Exercise description: Look through the entries below, please, and copy every line with the word "connection".

(Saved entries)

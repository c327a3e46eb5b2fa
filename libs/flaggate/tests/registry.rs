#![allow(clippy::unwrap_used, clippy::expect_used)]

//! Registry client behavior: cold start, last-known-good, refresh protocol,
//! fail-closed reads and the background refresh task

use async_trait::async_trait;
use flaggate::{
    CacheConfig, ClaimsExtractor, FeatureFlag, FetchOutcome, FlagRegistry, FlagSource, FlagState,
    GateError, IdentityClaims, PolicyEvaluator, ReasonCode, RegistryConfig, RegistryDocument,
    SourceError, StaticFlagSource,
};
use parking_lot::Mutex;
use serde_json::json;
use std::collections::VecDeque;
use std::sync::Arc;
use std::time::Duration;
use tokio_util::sync::CancellationToken;

fn flag(key: &str, version: u64, state: FlagState) -> FeatureFlag {
    FeatureFlag {
        key: key.to_owned(),
        version,
        state,
        rules: Vec::new(),
        bucket_epoch: None,
    }
}

fn config(interval_secs: u64, fail_open: bool) -> RegistryConfig {
    RegistryConfig {
        refresh_interval_seconds: interval_secs,
        max_backoff_seconds: interval_secs.max(600),
        fail_open_on_unavailable: fail_open,
        ..RegistryConfig::default()
    }
}

fn cache(ttl_seconds: u64) -> CacheConfig {
    CacheConfig { ttl_seconds }
}

/// Source replaying a fixed list of answers, then failing
#[derive(Default)]
struct ScriptedSource {
    answers: Mutex<VecDeque<Result<FetchOutcome, SourceError>>>,
    seen_since: Mutex<Vec<Option<String>>>,
}

impl ScriptedSource {
    fn new(answers: Vec<Result<FetchOutcome, SourceError>>) -> Self {
        Self {
            answers: Mutex::new(answers.into()),
            seen_since: Mutex::new(Vec::new()),
        }
    }
}

#[async_trait]
impl FlagSource for ScriptedSource {
    fn name(&self) -> &'static str {
        "scripted"
    }

    async fn fetch_flags(&self, since: Option<&str>) -> Result<FetchOutcome, SourceError> {
        self.seen_since.lock().push(since.map(ToOwned::to_owned));
        self.answers
            .lock()
            .pop_front()
            .unwrap_or_else(|| Err(SourceError::Transport("script exhausted".to_owned())))
    }
}

/// Source that never answers in time
struct SlowSource;

#[async_trait]
impl FlagSource for SlowSource {
    fn name(&self) -> &'static str {
        "slow"
    }

    async fn fetch_flags(&self, _since: Option<&str>) -> Result<FetchOutcome, SourceError> {
        tokio::time::sleep(Duration::from_secs(3600)).await;
        Ok(FetchOutcome::NotModified)
    }
}

/// Let the spawned refresh task catch up under paused time
async fn settle() {
    for _ in 0..10 {
        tokio::time::sleep(Duration::from_millis(1)).await;
    }
}

#[tokio::test]
async fn cold_registry_denies_everything() {
    let registry = Arc::new(FlagRegistry::new(
        Arc::new(StaticFlagSource::new(vec![flag("beta-api", 1, FlagState::Enabled)])),
        RegistryConfig::default(),
        CacheConfig::default(),
    ));
    let evaluator = PolicyEvaluator::new(registry);
    let claims = IdentityClaims::for_subject("user-1");

    assert!(matches!(
        evaluator.evaluate(&claims, "beta-api"),
        Err(GateError::RegistryUninitialized)
    ));
    let decision = evaluator.decide(&claims, "beta-api");
    assert!(!decision.is_allowed());
    assert_eq!(decision.reason(), ReasonCode::RegistryUninitialized);
}

#[tokio::test]
async fn fetch_failure_keeps_last_known_good_snapshot() {
    let source = Arc::new(StaticFlagSource::new(vec![flag("beta-api", 1, FlagState::Enabled)]));
    let registry = Arc::new(FlagRegistry::new(
        source.clone(),
        RegistryConfig::default(),
        CacheConfig::default(),
    ));
    registry.refresh().await.unwrap();

    source.fail_with("connection refused");
    let err = registry.refresh().await.unwrap_err();
    assert!(matches!(err, GateError::SourceUnavailable(ref msg) if msg.contains("connection refused")));

    let evaluator = PolicyEvaluator::new(registry.clone());
    let decision = evaluator
        .evaluate(&IdentityClaims::for_subject("user-1"), "beta-api")
        .unwrap();
    assert!(decision.is_allowed());
    assert_eq!(decision.reason(), ReasonCode::FlagEnabled);
    assert_eq!(registry.status().consecutive_failures, 1);
}

#[tokio::test]
async fn delta_refresh_upserts_and_removes() {
    let source = Arc::new(ScriptedSource::new(vec![
        Ok(FetchOutcome::Full {
            flags: vec![
                flag("new-dashboard", 1, FlagState::Enabled),
                flag("legacy-export", 1, FlagState::Enabled),
            ],
            version: "10".to_owned(),
        }),
        Ok(FetchOutcome::Delta {
            upserted: vec![
                flag("new-dashboard", 2, FlagState::Disabled),
                flag("beta-api", 1, FlagState::Enabled),
            ],
            removed: vec!["legacy-export".to_owned()],
            version: "11".to_owned(),
        }),
    ]));
    let registry = FlagRegistry::new(source.clone(), RegistryConfig::default(), CacheConfig::default());

    registry.refresh().await.unwrap();
    registry.refresh().await.unwrap();

    let snapshot = registry.snapshot().unwrap();
    assert_eq!(snapshot.version(), "11");
    assert_eq!(
        registry.get("new-dashboard").unwrap().unwrap().state,
        FlagState::Disabled
    );
    assert!(registry.get("legacy-export").unwrap().is_none());
    assert!(registry.get("beta-api").unwrap().is_some());
    assert_eq!(
        *source.seen_since.lock(),
        vec![None, Some("10".to_owned())]
    );
}

#[tokio::test(start_paused = true)]
async fn not_modified_keeps_flags_and_resets_age() {
    let source = Arc::new(ScriptedSource::new(vec![
        Ok(FetchOutcome::Full {
            flags: vec![flag("beta-api", 1, FlagState::Enabled)],
            version: "3".to_owned(),
        }),
        Ok(FetchOutcome::NotModified),
    ]));
    let registry = FlagRegistry::new(source, RegistryConfig::default(), cache(60));

    registry.refresh().await.unwrap();
    tokio::time::advance(Duration::from_secs(90)).await;
    assert!(registry.status().stale);

    registry.refresh().await.unwrap();
    let status = registry.status();
    assert!(!status.stale);
    assert_eq!(status.version.as_deref(), Some("3"));
    assert!(registry.get("beta-api").unwrap().is_some());
}

#[tokio::test]
async fn delta_on_cold_registry_is_a_failure() {
    let source = Arc::new(ScriptedSource::new(vec![Ok(FetchOutcome::Delta {
        upserted: vec![flag("beta-api", 1, FlagState::Enabled)],
        removed: Vec::new(),
        version: "1".to_owned(),
    })]));
    let registry = FlagRegistry::new(source, RegistryConfig::default(), CacheConfig::default());

    assert!(registry.refresh().await.is_err());
    assert!(matches!(
        registry.snapshot(),
        Err(GateError::RegistryUninitialized)
    ));
}

#[tokio::test]
async fn undecodable_delta_upsert_drops_the_cached_definition() {
    let delta = RegistryDocument::from_slice(
        json!({
            "version": "2",
            "delta": true,
            "flags": [{
                "key": "beta",
                "version": 2,
                "state": { "kind": "targeted" },
                "rules": [{
                    "id": "r",
                    "kind": "attribute",
                    "attribute": "department",
                    "operator": "equals",
                    "value": "ops"
                }]
            }]
        })
        .to_string()
        .as_bytes(),
    )
    .unwrap();
    let source = Arc::new(ScriptedSource::new(vec![
        Ok(FetchOutcome::Full {
            flags: vec![
                flag("beta", 1, FlagState::Enabled),
                flag("reports", 1, FlagState::Enabled),
            ],
            version: "1".to_owned(),
        }),
        Ok(delta.into_outcome()),
    ]));
    let registry = Arc::new(FlagRegistry::new(
        source,
        RegistryConfig::default(),
        CacheConfig::default(),
    ));
    let evaluator = PolicyEvaluator::new(registry.clone());
    let claims = IdentityClaims::for_subject("user-1");

    registry.refresh().await.unwrap();
    assert!(evaluator.evaluate(&claims, "beta").unwrap().is_allowed());

    registry.refresh().await.unwrap();
    let decision = evaluator.evaluate(&claims, "beta").unwrap();
    assert!(!decision.is_allowed());
    assert_eq!(decision.reason(), ReasonCode::FlagNotFound);
    assert_eq!(decision.flag_version(), None);
    assert!(evaluator.evaluate(&claims, "reports").unwrap().is_allowed());
    assert_eq!(registry.snapshot().unwrap().version(), "2");
}

#[tokio::test]
async fn invalid_definitions_evaluate_as_not_found() {
    let source = Arc::new(StaticFlagSource::new(vec![
        flag("beta-api", 1, FlagState::PercentageRollout { percentage: 150 }),
        flag("reports", 1, FlagState::Enabled),
    ]));
    let registry = Arc::new(FlagRegistry::new(
        source,
        RegistryConfig::default(),
        CacheConfig::default(),
    ));
    registry.refresh().await.unwrap();

    let evaluator = PolicyEvaluator::new(registry);
    let claims = ClaimsExtractor::default()
        .extract(&json!({ "sub": "user-1" }))
        .unwrap();
    assert_eq!(
        evaluator.decide(&claims, "beta-api").reason(),
        ReasonCode::FlagNotFound
    );
    assert!(evaluator.decide(&claims, "reports").is_allowed());
}

#[tokio::test(start_paused = true)]
async fn fail_closed_refuses_stale_snapshot_after_failure() {
    let source = Arc::new(StaticFlagSource::new(vec![flag("beta-api", 1, FlagState::Enabled)]));
    let registry = Arc::new(FlagRegistry::new(source.clone(), config(30, false), cache(60)));
    registry.refresh().await.unwrap();

    source.fail_with("registry down");
    assert!(registry.refresh().await.is_err());

    // Still within the TTL: the cached snapshot is served
    assert!(registry.get("beta-api").unwrap().is_some());

    tokio::time::advance(Duration::from_secs(61)).await;
    assert!(matches!(
        registry.get("beta-api"),
        Err(GateError::RegistryUnavailable(_))
    ));

    let evaluator = PolicyEvaluator::new(registry.clone());
    let decision = evaluator.decide(&IdentityClaims::for_subject("user-1"), "beta-api");
    assert!(!decision.is_allowed());
    assert_eq!(decision.reason(), ReasonCode::RegistryUnavailable);

    source.recover();
    registry.refresh().await.unwrap();
    assert!(registry.get("beta-api").unwrap().is_some());
}

#[tokio::test(start_paused = true)]
async fn fail_open_serves_stale_snapshot_after_failure() {
    let source = Arc::new(StaticFlagSource::new(vec![flag("beta-api", 1, FlagState::Enabled)]));
    let registry = FlagRegistry::new(source.clone(), config(30, true), cache(60));
    registry.refresh().await.unwrap();

    source.fail_with("registry down");
    assert!(registry.refresh().await.is_err());
    tokio::time::advance(Duration::from_secs(600)).await;

    assert!(registry.get("beta-api").unwrap().is_some());
}

#[tokio::test(start_paused = true)]
async fn slow_fetch_times_out() {
    let registry = FlagRegistry::new(
        Arc::new(SlowSource),
        RegistryConfig {
            fetch_timeout_ms: 5000,
            ..RegistryConfig::default()
        },
        CacheConfig::default(),
    );

    let err = registry.refresh().await.unwrap_err();
    assert!(matches!(err, GateError::SourceUnavailable(ref msg) if msg.contains("timed out")));
}

#[tokio::test(start_paused = true)]
async fn refresh_task_fetches_immediately_and_on_interval() {
    let source = Arc::new(StaticFlagSource::new(vec![flag("a", 1, FlagState::Enabled)]));
    let registry = Arc::new(FlagRegistry::new(source.clone(), config(30, true), cache(60)));
    let cancel = CancellationToken::new();
    let handle = registry.spawn_refresh_task(cancel.clone());

    settle().await;
    assert!(registry.get("a").unwrap().is_some());
    assert_eq!(source.fetch_count(), 1);

    source.set_flags(vec![flag("b", 1, FlagState::Enabled)]);
    tokio::time::sleep(Duration::from_secs(31)).await;
    settle().await;
    assert!(registry.get("a").unwrap().is_none());
    assert!(registry.get("b").unwrap().is_some());
    assert_eq!(source.fetch_count(), 2);

    cancel.cancel();
    handle.await.unwrap();
}

#[tokio::test(start_paused = true)]
async fn refresh_task_backs_off_after_failures() {
    let source = Arc::new(StaticFlagSource::new(vec![flag("a", 1, FlagState::Enabled)]));
    source.fail_with("registry down");
    let registry = Arc::new(FlagRegistry::new(source.clone(), config(30, true), cache(60)));
    let cancel = CancellationToken::new();
    let handle = registry.spawn_refresh_task(cancel.clone());

    settle().await;
    assert_eq!(source.fetch_count(), 1);

    // One failure: next attempt after 60s instead of 30s
    tokio::time::sleep(Duration::from_secs(45)).await;
    assert_eq!(source.fetch_count(), 1);
    tokio::time::sleep(Duration::from_secs(17)).await;
    assert_eq!(source.fetch_count(), 2);

    // Two failures: 120s
    tokio::time::sleep(Duration::from_secs(100)).await;
    assert_eq!(source.fetch_count(), 2);
    tokio::time::sleep(Duration::from_secs(25)).await;
    assert_eq!(source.fetch_count(), 3);

    // Cold throughout
    assert!(matches!(
        registry.snapshot(),
        Err(GateError::RegistryUninitialized)
    ));

    cancel.cancel();
    handle.await.unwrap();
}

#[tokio::test(start_paused = true)]
async fn stale_read_wakes_refresh_task() {
    let source = Arc::new(StaticFlagSource::new(vec![flag("a", 1, FlagState::Enabled)]));
    let registry = Arc::new(FlagRegistry::new(source.clone(), config(3600, true), cache(60)));
    let cancel = CancellationToken::new();
    let handle = registry.spawn_refresh_task(cancel.clone());

    settle().await;
    source.set_flags(vec![flag("b", 1, FlagState::Enabled)]);
    tokio::time::sleep(Duration::from_secs(61)).await;

    // Served stale without waiting
    assert!(registry.get("a").unwrap().is_some());

    settle().await;
    assert!(registry.get("b").unwrap().is_some());
    assert_eq!(source.fetch_count(), 2);

    cancel.cancel();
    handle.await.unwrap();
}

#[tokio::test(start_paused = true)]
async fn stale_read_without_refresh_task_is_not_revalidated() {
    let source = Arc::new(StaticFlagSource::new(vec![flag("a", 1, FlagState::Enabled)]));
    let registry = FlagRegistry::new(source.clone(), config(3600, true), cache(60));
    registry.refresh().await.unwrap();

    source.set_flags(vec![flag("b", 1, FlagState::Enabled)]);
    tokio::time::sleep(Duration::from_secs(61)).await;
    assert!(registry.get("a").unwrap().is_some());

    settle().await;
    assert!(registry.get("b").unwrap().is_none());
    assert_eq!(source.fetch_count(), 1);

    // The caller drives refreshes itself
    registry.refresh().await.unwrap();
    assert!(registry.get("b").unwrap().is_some());
}

#[tokio::test(start_paused = true)]
async fn invalidate_wakes_refresh_task() {
    let source = Arc::new(StaticFlagSource::new(vec![flag("a", 1, FlagState::Enabled)]));
    let registry = Arc::new(FlagRegistry::new(source.clone(), config(3600, true), cache(60)));
    let cancel = CancellationToken::new();
    let handle = registry.spawn_refresh_task(cancel.clone());

    settle().await;
    source.set_flags(vec![flag("b", 1, FlagState::Enabled)]);
    registry.invalidate();
    settle().await;

    assert!(registry.get("b").unwrap().is_some());
    assert_eq!(source.fetch_count(), 2);

    cancel.cancel();
    handle.await.unwrap();
}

Exercise result:
    source.fail_with("connection refused");
    assert!(matches!(err, GateError::SourceUnavailable(ref msg) if msg.contains("connection refused")));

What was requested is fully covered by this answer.